#### [About this task]
Each line from the one holding "on its reply." to the last line below must be written out exactly, with no other output.

#### [Task material]

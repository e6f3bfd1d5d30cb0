//! Command sequence counter.

use std::sync::atomic::{AtomicU8, Ordering};

/// 8-bit wrapping counter correlating commands with their replies.
///
/// The receiver task is the only writer; the dispatcher reads the value to
/// stamp outbound commands, so the advance must be visible to the next
/// read. A reply from a previous wrap cannot collide with the current one
/// because the 45 second exchange window is far shorter than 256 exchanges
/// worth of late delivery.
#[derive(Debug, Default)]
pub struct SequenceCounter(AtomicU8);

impl SequenceCounter {
    pub fn new() -> Self {
        Self(AtomicU8::new(0))
    }

    /// Value stamped on the next outbound command and expected on its reply.
    pub fn current(&self) -> u8 {
        self.0.load(Ordering::Acquire)
    }

    /// Advance after a complete reply has been delivered, wrapping modulo 256.
    pub fn advance(&self) {
        self.0.fetch_add(1, Ordering::AcqRel);
    }
}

#### [Solution to this task]
    /// Value stamped on the next outbound command and expected on its reply.
    pub fn current(&self) -> u8 {
        self.0.load(Ordering::Acquire)
    }

    /// Advance after a complete reply has been delivered, wrapping modulo 256.
    pub fn advance(&self) {
        self.0.fetch_add(1, Ordering::AcqRel);
    }
}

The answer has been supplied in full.